Projects
Project 1. Tip Cell biology and Vessel Guidance
Recent studies of vascular network development in the embryo identified several novel aspects of angiogenesis crucial to generate a functional and stable branched vascular network.
These aspects include:
1) the specification of arterial and venous identity in vessels
2) the differentiation and guidance of endothelial tip cells in angiogenic vessels
3) the formation of branches and network patterning
Based on transcriptional profiling we identified several novel candidate molecules involved in endothelial tip cell differentiation and vessel guidance events. At present we are validating these candidates. We therefore perform loss and gain of function experiments in zebrafish and mouse models to elucidate the mechanism of action of these molecules. Our candidates appear to directly affect tip cell differentiation from endothelial cells and coordination of their movement in the extracellular matrix.
For analysis of vascular function in vivo, we established state of the art imaging techniques using two-photon microscopy imaging in transgenic zebrafish and mice with fluorescent reporters in relevant cardiovascular compartments (vessels, heart). This technique allows 3D time-lapse imaging. Other techniques used include micro-array and deep sequencing analysis, generating transgenics and (conditional) mutants in zebrafish or mouse, as well as routine molecular biological techniques (Western- and Northern blot, in situ hybridization, in vitro angiogenesis and cell migration assays, interfering RNA, promoter-reporter assays).
Project 2. Mechanosensing, Arteriogenesis and Ischemic Diseases
Arteriogenesis, the outward remodeling of pre-existing small collateral arterial networks, occurs as a response to vascular occlusion or stenosis and importantly determines the clinical outcome of ischemic cardiovascular disease. Release of vasodilators and activation of inflammatory pathways allowing influx of monocytes may result in revascularization and restoration of blood flow into the hypoperfused ischemic area.
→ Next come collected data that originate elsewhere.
//! Audio
//!
//! The simulation only emits events. `AudioMixer` turns them into sound
//! triggers and music start/stop requests, applies the mute flags and hands the
//! rest to an `AudioBackend`. Playback is fire-and-forget: backend failures are
//! logged and dropped.
//!
//! On wasm32 `WebAudioBackend` synthesises the effects procedurally (no
//! external files) and streams the music track through an `<audio>` element.

use thiserror::Error;

use crate::settings::Settings;
use crate::sim::GameEvent;

#[derive(Debug, Error)]
pub enum AudioError {
    #[error("audio output is unavailable")]
    Unavailable,
    #[error("playback rejected: {0}")]
    Rejected(String),
}

/// Sound effect types
#[derive(Debug, Clone, Copy, PartialEq, Eq)]
pub enum SoundEffect {
    /// Bounce off a platform; the variant rotates per landing
    Landing(u8),
    /// Monster stomped
    MonsterDefeat,
    /// Run-ending monster collision
    MonsterHit,
    /// Power-up collected
    PickupCollect,
}

impl SoundEffect {
    /// The one-shot sound an event triggers, if any
    pub fn for_event(event: &GameEvent) -> Option<Self> {
        match event {
            GameEvent::Landed { variant, .. } => Some(SoundEffect::Landing(*variant)),
            GameEvent::MonsterStomped { .. } => Some(SoundEffect::MonsterDefeat),
            GameEvent::MonsterHit { .. } => Some(SoundEffect::MonsterHit),
            GameEvent::PickupCollected { .. } => Some(SoundEffect::PickupCollect),
            _ => None,
        }
    }
}

/// Whatever actually makes noise
pub trait AudioBackend {
    fn play_effect(&mut self, effect: SoundEffect, volume: f32) -> Result<(), AudioError>;
    /// Flip the muted flag on every pooled effect voice
    fn set_effects_muted(&mut self, muted: bool);
    fn play_music(&mut self, volume: f32) -> Result<(), AudioError>;
    fn pause_music(&mut self);
    fn set_music_muted(&mut self, muted: bool);
    /// Browsers keep audio suspended until a user gesture
    fn unlock(&mut self) {}
}

/// Silent backend for native builds and headless runs
#[derive(Debug, Default)]
pub struct NullBackend;

impl AudioBackend for NullBackend {
    fn play_effect(&mut self, _effect: SoundEffect, _volume: f32) -> Result<(), AudioError> {
        Ok(())
    }
    fn set_effects_muted(&mut self, _muted: bool) {}
    fn play_music(&mut self, _volume: f32) -> Result<(), AudioError> {
        Ok(())
    }
    fn pause_music(&mut self) {}
    fn set_music_muted(&mut self, _muted: bool) {}
}

/// Routes game events to a backend
pub struct AudioMixer<B: AudioBackend> {
    backend: B,
    sfx_muted: bool,
    music_muted: bool,
    sfx_volume: f32,
    music_volume: f32,
    /// A run is live and unpaused, so music should be audible
    music_wanted: bool,
}

impl<B: AudioBackend> AudioMixer<B> {
    pub fn new(backend: B, settings: &Settings) -> Self {
        let mut mixer = Self {
            backend,
            sfx_muted: false,
            music_muted: false,
            sfx_volume: 0.0,
            music_volume: 0.0,
            music_wanted: false,
        };
        mixer.apply_settings(settings);
        mixer
    }

    pub fn backend(&self) -> &B {
        &self.backend
    }

    pub fn sfx_muted(&self) -> bool {
        self.sfx_muted
    }

    pub fn music_muted(&self) -> bool {
        self.music_muted
    }

    pub fn apply_settings(&mut self, settings: &Settings) {
        self.sfx_volume = settings.sfx_gain();
        self.music_volume = settings.music_gain();
        self.set_sfx_muted(settings.sfx_muted);
        self.set_music_muted(settings.music_muted);
    }

    pub fn unlock(&mut self) {
        self.backend.unlock();
    }

    pub fn set_sfx_muted(&mut self, muted: bool) {
        self.sfx_muted = muted;
        self.backend.set_effects_muted(muted);
    }

    pub fn set_music_muted(&mut self, muted: bool) {
        self.music_muted = muted;
        self.backend.set_music_muted(muted);
        if muted {
            self.backend.pause_music();
        } else if self.music_wanted {
            self.start_music();
        }
    }

    /// Play a one-shot unless effects are muted
    pub fn play(&mut self, effect: SoundEffect) {
        if self.sfx_muted || self.sfx_volume <= 0.0 {
            return;
        }
        if let Err(e) = self.backend.play_effect(effect, self.sfx_volume) {
            log::debug!("Dropped {:?}: {}", effect, e);
        }
    }

    fn start_music(&mut self) {
        if self.music_muted {
            return;
        }
        if let Err(e) = self.backend.play_music(self.music_volume) {
            log::debug!("Music did not start: {}", e);
        }
    }

    /// React to one simulation event
    pub fn handle(&mut self, event: &GameEvent) {
        match event {
            GameEvent::RunStarted | GameEvent::Resumed => {
                self.music_wanted = true;
                self.start_music();
            }
            GameEvent::Paused => {
                self.music_wanted = false;
                self.backend.pause_music();
            }
            _ => {}
        }
        if let Some(effect) = SoundEffect::for_event(event) {
            self.play(effect);
        }
    }
}

#[cfg(target_arch = "wasm32")]
pub use web::WebAudioBackend;

#[cfg(target_arch = "wasm32")]
mod web {
    use wasm_bindgen_futures::JsFuture;
    use web_sys::{AudioContext, GainNode, HtmlAudioElement, OscillatorNode, OscillatorType};

    use super::{AudioBackend, AudioError, SoundEffect};
    use crate::consts::LANDING_VARIANTS;

    /// Overlapping effects share a small round-robin pool of output voices
    const VOICE_COUNT: usize = 6;

    /// Base pitch per landing variant (a pentatonic-ish ladder)
    const LANDING_PITCHES: [f32; LANDING_VARIANTS as usize] =
        [392.0, 440.0, 494.0, 523.0, 587.0, 659.0];

    /// Await a playback promise in the background, logging a rejection
    fn settle(promise: js_sys::Promise, what: &'static str) {
        wasm_bindgen_futures::spawn_local(async move {
            if let Err(e) = JsFuture::from(promise).await {
                log::debug!("{} rejected: {:?}", what, e);
            }
        });
    }

    struct Voice {
        gain: GainNode,
        muted: bool,
    }

    pub struct WebAudioBackend {
        ctx: Option<AudioContext>,
        voices: Vec<Voice>,
        next_voice: usize,
        music: Option<HtmlAudioElement>,
    }

    impl WebAudioBackend {
        /// `music_src` is the URL of a looping background track, if any
        pub fn new(music_src: Option<&str>) -> Self {
            // May fail outside a secure context
            let ctx = AudioContext::new().ok();
            if ctx.is_none() {
                log::warn!("Failed to create AudioContext - effects disabled");
            }

            let voices = ctx
                .as_ref()
                .map(|ctx| {
                    (0..VOICE_COUNT)
                        .filter_map(|_| {
                            let gain = ctx.create_gain().ok()?;
                            gain.connect_with_audio_node(&ctx.destination()).ok()?;
                            Some(Voice { gain, muted: false })
                        })
                        .collect()
                })
                .unwrap_or_default();

            let music = music_src.and_then(|src| match HtmlAudioElement::new_with_src(src) {
                Ok(el) => {
                    el.set_loop(true);
                    Some(el)
                }
                Err(e) => {
                    log::warn!("Failed to create music element: {:?}", e);
                    None
                }
            });

            Self {
                ctx,
                voices,
                next_voice: 0,
                music,
            }
        }

        fn next_voice(&mut self) -> Option<&Voice> {
            if self.voices.is_empty() {
                return None;
            }
            let i = self.next_voice % self.voices.len();
            self.next_voice = (i + 1) % self.voices.len();
            self.voices.get(i)
        }

        /// Create an oscillator with its own envelope gain, routed into `out`
        fn create_osc(
            ctx: &AudioContext,
            out: &GainNode,
            freq: f32,
            osc_type: OscillatorType,
        ) -> Option<(OscillatorNode, GainNode)> {
            let osc = ctx.create_oscillator().ok()?;
            let gain = ctx.create_gain().ok()?;

            osc.set_type(osc_type);
            osc.frequency().set_value(freq);
            osc.connect_with_audio_node(&gain).ok()?;
            gain.connect_with_audio_node(out).ok()?;

            Some((osc, gain))
        }

        /// Landing - short upward chirp, pitch picked by variant
        fn play_landing(ctx: &AudioContext, out: &GainNode, variant: u8, vol: f32) {
            let base = LANDING_PITCHES[usize::from(variant) % LANDING_PITCHES.len()];
            let Some((osc, gain)) = Self::create_osc(ctx, out, base, OscillatorType::Triangle)
            else {
                return;
            };
            let t = ctx.current_time();

            gain.gain().set_value_at_time(vol * 0.5, t).ok();
            gain.gain()
                .exponential_ramp_to_value_at_time(0.01, t + 0.12)
                .ok();
            osc.frequency().set_value_at_time(base, t).ok();
            osc.frequency()
                .exponential_ramp_to_value_at_time(base * 1.6, t + 0.08)
                .ok();

            osc.start().ok();
            osc.stop_with_when(t + 0.15).ok();
        }

        /// Stomp - squashy thump plus a bright pop
        fn play_defeat(ctx: &AudioContext, out: &GainNode, vol: f32) {
            let t = ctx.current_time();

            if let Some((osc, gain)) = Self::create_osc(ctx, out, 220.0, OscillatorType::Square) {
                gain.gain().set_value_at_time(vol * 0.3, t).ok();
                gain.gain()
                    .exponential_ramp_to_value_at_time(0.01, t + 0.18)
                    .ok();
                osc.frequency().set_value_at_time(220.0, t).ok();
                osc.frequency()
                    .exponential_ramp_to_value_at_time(70.0, t + 0.15)
                    .ok();
                osc.start().ok();
                osc.stop_with_when(t + 0.2).ok();
            }

            if let Some((osc, gain)) = Self::create_osc(ctx, out, 900.0, OscillatorType::Sine) {
                gain.gain().set_value_at_time(vol * 0.2, t).ok();
                gain.gain()
                    .exponential_ramp_to_value_at_time(0.01, t + 0.08)
                    .ok();
                osc.start().ok();
                osc.stop_with_when(t + 0.1).ok();
            }
        }

        /// Hit - harsh descending buzz
        fn play_hit(ctx: &AudioContext, out: &GainNode, vol: f32) {
            let Some((osc, gain)) = Self::create_osc(ctx, out, 300.0, OscillatorType::Sawtooth)
            else {
                return;
            };
            let t = ctx.current_time();

            gain.gain().set_value_at_time(vol * 0.45, t).ok();
            gain.gain()
                .exponential_ramp_to_value_at_time(0.01, t + 0.6)
                .ok();
            osc.frequency().set_value_at_time(300.0, t).ok();
            osc.frequency()
                .exponential_ramp_to_value_at_time(40.0, t + 0.6)
                .ok();

            osc.start().ok();
            osc.stop_with_when(t + 0.7).ok();
        }

        /// Pickup - happy ding
        fn play_pickup(ctx: &AudioContext, out: &GainNode, vol: f32) {
            for (i, freq) in [600.0, 800.0, 1000.0].iter().enumerate() {
                let delay = i as f64 * 0.08;
                if let Some((osc, gain)) = Self::create_osc(ctx, out, *freq, OscillatorType::Sine)
                {
                    let t = ctx.current_time() + delay;
                    gain.gain().set_value_at_time(vol * 0.25, t).ok();
                    gain.gain()
                        .exponential_ramp_to_value_at_time(0.01, t + 0.15)
                        .ok();
                    osc.start_with_when(t).ok();
                    osc.stop_with_when(t + 0.2).ok();
                }
            }
        }
    }

    impl AudioBackend for WebAudioBackend {
        fn play_effect(&mut self, effect: SoundEffect, volume: f32) -> Result<(), AudioError> {
            let ctx = self.ctx.clone().ok_or(AudioError::Unavailable)?;
            let voice = self.next_voice().ok_or(AudioError::Unavailable)?;
            if voice.muted {
                return Ok(());
            }
            let out = voice.gain.clone();

            match effect {
                SoundEffect::Landing(variant) => Self::play_landing(&ctx, &out, variant, volume),
                SoundEffect::MonsterDefeat => Self::play_defeat(&ctx, &out, volume),
                SoundEffect::MonsterHit => Self::play_hit(&ctx, &out, volume),
                SoundEffect::PickupCollect => Self::play_pickup(&ctx, &out, volume),
            }
            Ok(())
        }

        fn set_effects_muted(&mut self, muted: bool) {
            for voice in &mut self.voices {
                voice.muted = muted;
                voice.gain.gain().set_value(if muted { 0.0 } else { 1.0 });
            }
        }

        fn play_music(&mut self, volume: f32) -> Result<(), AudioError> {
            let music = self.music.as_ref().ok_or(AudioError::Unavailable)?;
            music.set_volume(f64::from(volume.clamp(0.0, 1.0)));
            let promise = music
                .play()
                .map_err(|e| AudioError::Rejected(format!("{:?}", e)))?;
            // Autoplay policy may reject later; nothing to retry
            settle(promise, "Music playback");
            Ok(())
        }

        fn pause_music(&mut self) {
            if let Some(music) = &self.music {
                music.pause().ok();
            }
        }

        fn set_music_muted(&mut self, muted: bool) {
            if let Some(music) = &self.music {
                music.set_muted(muted);
            }
        }

        fn unlock(&mut self) {
            if let Some(ctx) = &self.ctx {
                if ctx.state() == web_sys::AudioContextState::Suspended {
                    match ctx.resume() {
                        Ok(promise) => settle(promise, "Audio resume"),
                        Err(e) => log::debug!("Audio resume failed: {:?}", e),
                    }
                }
            }
        }
    }
}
Therapeutic arteriogenesis is considered of major clinical importance to treat the increasing population with complex occlusive artery diseases. Distinct differences exist between animal strains and patients with regard to collateral development and response to angiogenic growth factors. We aim at understanding the molecular mechanism accounting for such differences. In particular we focus on the formation of native collaterals and efficiency of collateral recruitment and maintenance. Hemodynamic forces exerted by flowing blood and neural guidance molecules (neuropilins-VEGFR2; Notch-delta ligands, ephrins and downstream targets) play a critical role in initiation and maintenance of the arteriogenesis response. We are interested in how biophysical signals exerted by flowing blood activate specific genetic programs essential for arterial differentiation. The role of neural guidance molecules in the arteriogenesis is studied in conditional mutant mice exposed to ischemic vascular stress (femoral artery occludion, cardiac infarct, stroke models). We examine adaptive recovery from such pathological insults using laser-doppler flow, perfusion-microspheres, imaging including standard angiography, MRI and micro CT. In addition, we perform extensive molecular and histological analysis of target organs. In collaboration with clinical research partners we are evaluating novel strategies and compounds to stimulate arteriogenesis in patients suffering from vascular occlusive disease.